▶ _WORK ORDER_
Which lines below fall between the one containing "pub mod error;" and the one containing "stored as a set."? Repeat them exactly, counting both of those lines, and add nothing else.

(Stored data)
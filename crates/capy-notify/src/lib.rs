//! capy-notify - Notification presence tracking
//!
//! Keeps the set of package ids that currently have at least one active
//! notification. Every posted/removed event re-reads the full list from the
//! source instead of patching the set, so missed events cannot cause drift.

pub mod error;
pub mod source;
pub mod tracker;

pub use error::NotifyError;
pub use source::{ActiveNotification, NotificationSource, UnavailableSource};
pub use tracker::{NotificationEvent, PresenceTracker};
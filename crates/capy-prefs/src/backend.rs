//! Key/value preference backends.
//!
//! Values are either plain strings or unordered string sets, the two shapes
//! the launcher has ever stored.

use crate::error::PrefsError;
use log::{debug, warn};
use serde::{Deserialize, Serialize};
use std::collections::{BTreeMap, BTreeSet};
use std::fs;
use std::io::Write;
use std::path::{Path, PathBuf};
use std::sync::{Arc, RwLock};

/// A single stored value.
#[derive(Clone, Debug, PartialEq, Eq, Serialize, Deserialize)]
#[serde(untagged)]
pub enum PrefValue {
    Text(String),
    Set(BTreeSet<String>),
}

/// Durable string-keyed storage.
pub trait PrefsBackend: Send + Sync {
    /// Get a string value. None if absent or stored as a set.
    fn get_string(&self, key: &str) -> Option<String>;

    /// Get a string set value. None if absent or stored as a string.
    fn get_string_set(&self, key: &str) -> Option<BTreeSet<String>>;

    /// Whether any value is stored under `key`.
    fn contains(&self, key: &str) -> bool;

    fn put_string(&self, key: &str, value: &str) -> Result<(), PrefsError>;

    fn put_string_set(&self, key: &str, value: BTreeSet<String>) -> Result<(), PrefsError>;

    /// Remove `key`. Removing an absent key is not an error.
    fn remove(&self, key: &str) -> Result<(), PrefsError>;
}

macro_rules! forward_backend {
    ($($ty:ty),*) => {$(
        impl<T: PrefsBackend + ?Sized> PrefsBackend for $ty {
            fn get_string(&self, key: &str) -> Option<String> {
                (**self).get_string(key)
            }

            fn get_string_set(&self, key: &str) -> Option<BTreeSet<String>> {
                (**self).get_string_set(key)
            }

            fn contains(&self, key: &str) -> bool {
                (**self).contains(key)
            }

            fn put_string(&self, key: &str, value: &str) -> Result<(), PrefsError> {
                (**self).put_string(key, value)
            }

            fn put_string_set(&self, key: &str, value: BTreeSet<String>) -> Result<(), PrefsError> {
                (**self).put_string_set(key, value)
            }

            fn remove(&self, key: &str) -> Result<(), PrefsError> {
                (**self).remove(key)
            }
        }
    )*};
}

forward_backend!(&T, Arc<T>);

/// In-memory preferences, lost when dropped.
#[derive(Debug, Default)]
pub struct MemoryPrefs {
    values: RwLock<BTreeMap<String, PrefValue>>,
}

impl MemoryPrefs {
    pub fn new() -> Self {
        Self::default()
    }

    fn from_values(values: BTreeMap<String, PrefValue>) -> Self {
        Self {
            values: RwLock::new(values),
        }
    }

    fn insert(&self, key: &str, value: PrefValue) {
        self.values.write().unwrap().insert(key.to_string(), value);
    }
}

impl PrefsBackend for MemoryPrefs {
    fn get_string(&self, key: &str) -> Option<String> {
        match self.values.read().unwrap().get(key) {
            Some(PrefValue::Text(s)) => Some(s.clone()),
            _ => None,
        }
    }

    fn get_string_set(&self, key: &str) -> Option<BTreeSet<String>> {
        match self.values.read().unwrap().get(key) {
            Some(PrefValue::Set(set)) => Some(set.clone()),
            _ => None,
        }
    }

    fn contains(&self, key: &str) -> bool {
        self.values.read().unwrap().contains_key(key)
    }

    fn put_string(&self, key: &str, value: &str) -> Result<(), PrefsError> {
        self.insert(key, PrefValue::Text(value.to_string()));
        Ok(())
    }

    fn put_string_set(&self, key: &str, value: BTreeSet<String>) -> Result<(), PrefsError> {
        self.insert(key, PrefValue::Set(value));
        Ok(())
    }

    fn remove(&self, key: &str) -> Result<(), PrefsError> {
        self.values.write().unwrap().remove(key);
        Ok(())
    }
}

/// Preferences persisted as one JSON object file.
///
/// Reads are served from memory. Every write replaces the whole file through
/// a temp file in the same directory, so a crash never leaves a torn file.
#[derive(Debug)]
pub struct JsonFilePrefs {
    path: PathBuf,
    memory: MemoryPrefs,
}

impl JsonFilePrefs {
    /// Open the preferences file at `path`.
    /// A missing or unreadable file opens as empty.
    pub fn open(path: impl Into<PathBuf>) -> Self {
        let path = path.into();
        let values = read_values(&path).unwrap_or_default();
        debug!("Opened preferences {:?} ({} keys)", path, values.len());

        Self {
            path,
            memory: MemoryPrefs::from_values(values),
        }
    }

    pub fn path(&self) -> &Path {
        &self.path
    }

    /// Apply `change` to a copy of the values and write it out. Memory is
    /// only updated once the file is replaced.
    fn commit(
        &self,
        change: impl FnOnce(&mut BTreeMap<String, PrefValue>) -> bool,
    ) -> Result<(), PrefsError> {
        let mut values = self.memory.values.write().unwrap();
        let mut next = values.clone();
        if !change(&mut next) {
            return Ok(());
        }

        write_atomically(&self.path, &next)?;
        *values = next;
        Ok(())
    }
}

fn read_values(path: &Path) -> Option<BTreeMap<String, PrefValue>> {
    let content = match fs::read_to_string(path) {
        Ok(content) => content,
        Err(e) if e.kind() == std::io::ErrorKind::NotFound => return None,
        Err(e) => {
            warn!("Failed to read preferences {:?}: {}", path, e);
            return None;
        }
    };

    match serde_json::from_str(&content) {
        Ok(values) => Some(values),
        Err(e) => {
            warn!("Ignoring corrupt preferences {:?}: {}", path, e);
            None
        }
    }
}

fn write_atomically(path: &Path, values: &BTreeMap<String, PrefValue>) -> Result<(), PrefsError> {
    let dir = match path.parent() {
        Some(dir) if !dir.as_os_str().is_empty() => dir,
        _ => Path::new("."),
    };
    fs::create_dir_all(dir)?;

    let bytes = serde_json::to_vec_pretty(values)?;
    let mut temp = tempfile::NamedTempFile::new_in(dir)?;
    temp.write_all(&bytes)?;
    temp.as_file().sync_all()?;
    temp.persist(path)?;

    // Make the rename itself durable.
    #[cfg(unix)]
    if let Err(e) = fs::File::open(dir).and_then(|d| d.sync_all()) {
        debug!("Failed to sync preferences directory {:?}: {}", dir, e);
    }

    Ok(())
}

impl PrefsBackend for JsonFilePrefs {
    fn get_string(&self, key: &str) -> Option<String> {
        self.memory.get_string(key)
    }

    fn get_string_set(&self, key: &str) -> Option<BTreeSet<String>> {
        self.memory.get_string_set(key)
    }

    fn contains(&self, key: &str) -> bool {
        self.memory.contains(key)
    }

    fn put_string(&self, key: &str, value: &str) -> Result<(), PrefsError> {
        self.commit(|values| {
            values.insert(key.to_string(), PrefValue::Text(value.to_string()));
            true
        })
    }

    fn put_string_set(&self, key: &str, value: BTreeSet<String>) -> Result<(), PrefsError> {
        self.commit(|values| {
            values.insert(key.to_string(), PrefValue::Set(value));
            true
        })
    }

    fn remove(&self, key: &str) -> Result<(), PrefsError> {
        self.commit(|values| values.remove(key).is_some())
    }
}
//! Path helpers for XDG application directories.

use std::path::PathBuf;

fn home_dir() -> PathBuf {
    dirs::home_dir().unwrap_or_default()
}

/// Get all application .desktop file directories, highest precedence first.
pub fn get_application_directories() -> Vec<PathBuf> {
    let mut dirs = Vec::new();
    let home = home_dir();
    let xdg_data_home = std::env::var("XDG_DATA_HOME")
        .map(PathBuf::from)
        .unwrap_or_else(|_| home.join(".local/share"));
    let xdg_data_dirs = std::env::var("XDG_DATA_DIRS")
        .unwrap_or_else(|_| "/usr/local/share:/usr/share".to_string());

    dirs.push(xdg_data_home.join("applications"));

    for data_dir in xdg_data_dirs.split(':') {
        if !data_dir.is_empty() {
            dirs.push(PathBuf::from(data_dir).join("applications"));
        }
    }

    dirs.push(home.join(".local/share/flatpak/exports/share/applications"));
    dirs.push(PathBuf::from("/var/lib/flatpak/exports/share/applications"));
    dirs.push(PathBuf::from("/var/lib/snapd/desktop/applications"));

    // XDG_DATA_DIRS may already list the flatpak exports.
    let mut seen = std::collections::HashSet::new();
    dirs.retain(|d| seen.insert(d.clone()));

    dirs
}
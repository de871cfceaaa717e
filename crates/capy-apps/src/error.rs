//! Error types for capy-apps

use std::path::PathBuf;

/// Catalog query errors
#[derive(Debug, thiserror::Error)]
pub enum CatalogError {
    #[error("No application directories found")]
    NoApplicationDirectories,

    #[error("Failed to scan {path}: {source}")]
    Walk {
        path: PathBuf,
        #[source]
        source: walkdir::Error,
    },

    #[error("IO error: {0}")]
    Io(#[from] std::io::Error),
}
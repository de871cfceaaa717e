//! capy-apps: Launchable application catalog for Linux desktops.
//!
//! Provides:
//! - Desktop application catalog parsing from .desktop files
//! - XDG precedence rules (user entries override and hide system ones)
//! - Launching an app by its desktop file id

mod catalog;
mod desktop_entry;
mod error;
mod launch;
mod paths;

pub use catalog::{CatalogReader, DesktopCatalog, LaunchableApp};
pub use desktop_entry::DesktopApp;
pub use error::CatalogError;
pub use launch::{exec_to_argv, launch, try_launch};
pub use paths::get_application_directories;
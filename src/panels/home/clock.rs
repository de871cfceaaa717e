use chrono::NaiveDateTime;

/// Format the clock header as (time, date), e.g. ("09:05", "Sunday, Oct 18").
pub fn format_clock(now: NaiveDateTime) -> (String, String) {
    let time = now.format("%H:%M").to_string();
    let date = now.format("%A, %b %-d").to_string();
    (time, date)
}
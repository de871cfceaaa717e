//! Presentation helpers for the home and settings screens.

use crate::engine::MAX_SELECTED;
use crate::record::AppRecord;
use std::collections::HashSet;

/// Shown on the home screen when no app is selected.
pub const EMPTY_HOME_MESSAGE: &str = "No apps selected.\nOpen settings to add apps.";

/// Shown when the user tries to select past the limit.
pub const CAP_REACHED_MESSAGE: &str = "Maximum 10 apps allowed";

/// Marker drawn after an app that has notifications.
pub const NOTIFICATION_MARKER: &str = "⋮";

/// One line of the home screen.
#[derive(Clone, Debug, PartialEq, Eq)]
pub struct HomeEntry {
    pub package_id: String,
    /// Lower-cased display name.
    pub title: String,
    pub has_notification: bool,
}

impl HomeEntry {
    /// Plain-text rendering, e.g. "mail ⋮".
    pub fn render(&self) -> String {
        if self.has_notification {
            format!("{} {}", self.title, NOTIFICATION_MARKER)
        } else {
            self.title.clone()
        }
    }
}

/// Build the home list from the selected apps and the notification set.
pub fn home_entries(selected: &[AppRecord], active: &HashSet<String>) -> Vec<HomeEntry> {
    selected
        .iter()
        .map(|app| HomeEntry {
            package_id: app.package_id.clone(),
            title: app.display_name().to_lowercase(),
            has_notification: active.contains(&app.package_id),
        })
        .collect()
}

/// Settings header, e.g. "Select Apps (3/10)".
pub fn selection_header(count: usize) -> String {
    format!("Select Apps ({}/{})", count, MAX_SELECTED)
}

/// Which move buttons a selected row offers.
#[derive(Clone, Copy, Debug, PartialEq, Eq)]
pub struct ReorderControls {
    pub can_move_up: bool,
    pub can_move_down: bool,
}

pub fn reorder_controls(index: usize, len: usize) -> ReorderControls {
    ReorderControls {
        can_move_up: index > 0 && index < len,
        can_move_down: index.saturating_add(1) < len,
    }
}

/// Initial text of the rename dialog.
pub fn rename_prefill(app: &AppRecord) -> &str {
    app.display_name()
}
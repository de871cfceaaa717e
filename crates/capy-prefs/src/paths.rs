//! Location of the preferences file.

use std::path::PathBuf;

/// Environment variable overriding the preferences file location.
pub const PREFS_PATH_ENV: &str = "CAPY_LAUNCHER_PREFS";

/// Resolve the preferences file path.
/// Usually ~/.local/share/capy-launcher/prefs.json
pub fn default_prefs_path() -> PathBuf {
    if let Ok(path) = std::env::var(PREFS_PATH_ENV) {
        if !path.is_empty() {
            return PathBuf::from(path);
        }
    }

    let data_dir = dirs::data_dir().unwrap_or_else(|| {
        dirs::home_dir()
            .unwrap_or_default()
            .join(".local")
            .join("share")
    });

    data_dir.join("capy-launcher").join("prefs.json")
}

▶ _SOLUTION TO THIS PROBLEM_
pub mod error;
pub mod source;
pub mod tracker;

pub use error::NotifyError;
pub use source::{ActiveNotification, NotificationSource, UnavailableSource};
pub use tracker::{NotificationEvent, PresenceTracker};
filename crates/capy-prefs/src/backend.rs
//! Key/value preference backends.
//!
//! Values are either plain strings or unordered string sets, the two shapes
//! the launcher has ever stored.

use crate::error::PrefsError;
use log::{debug, warn};
use serde::{Deserialize, Serialize};
use std::collections::{BTreeMap, BTreeSet};
use std::fs;
use std::io::Write;
use std::path::{Path, PathBuf};
use std::sync::{Arc, RwLock};

/// A single stored value.
#[derive(Clone, Debug, PartialEq, Eq, Serialize, Deserialize)]
#[serde(untagged)]
pub enum PrefValue {
    Text(String),
    Set(BTreeSet<String>),
}

/// Durable string-keyed storage.
pub trait PrefsBackend: Send + Sync {
    /// Get a string value. None if absent or stored as a set.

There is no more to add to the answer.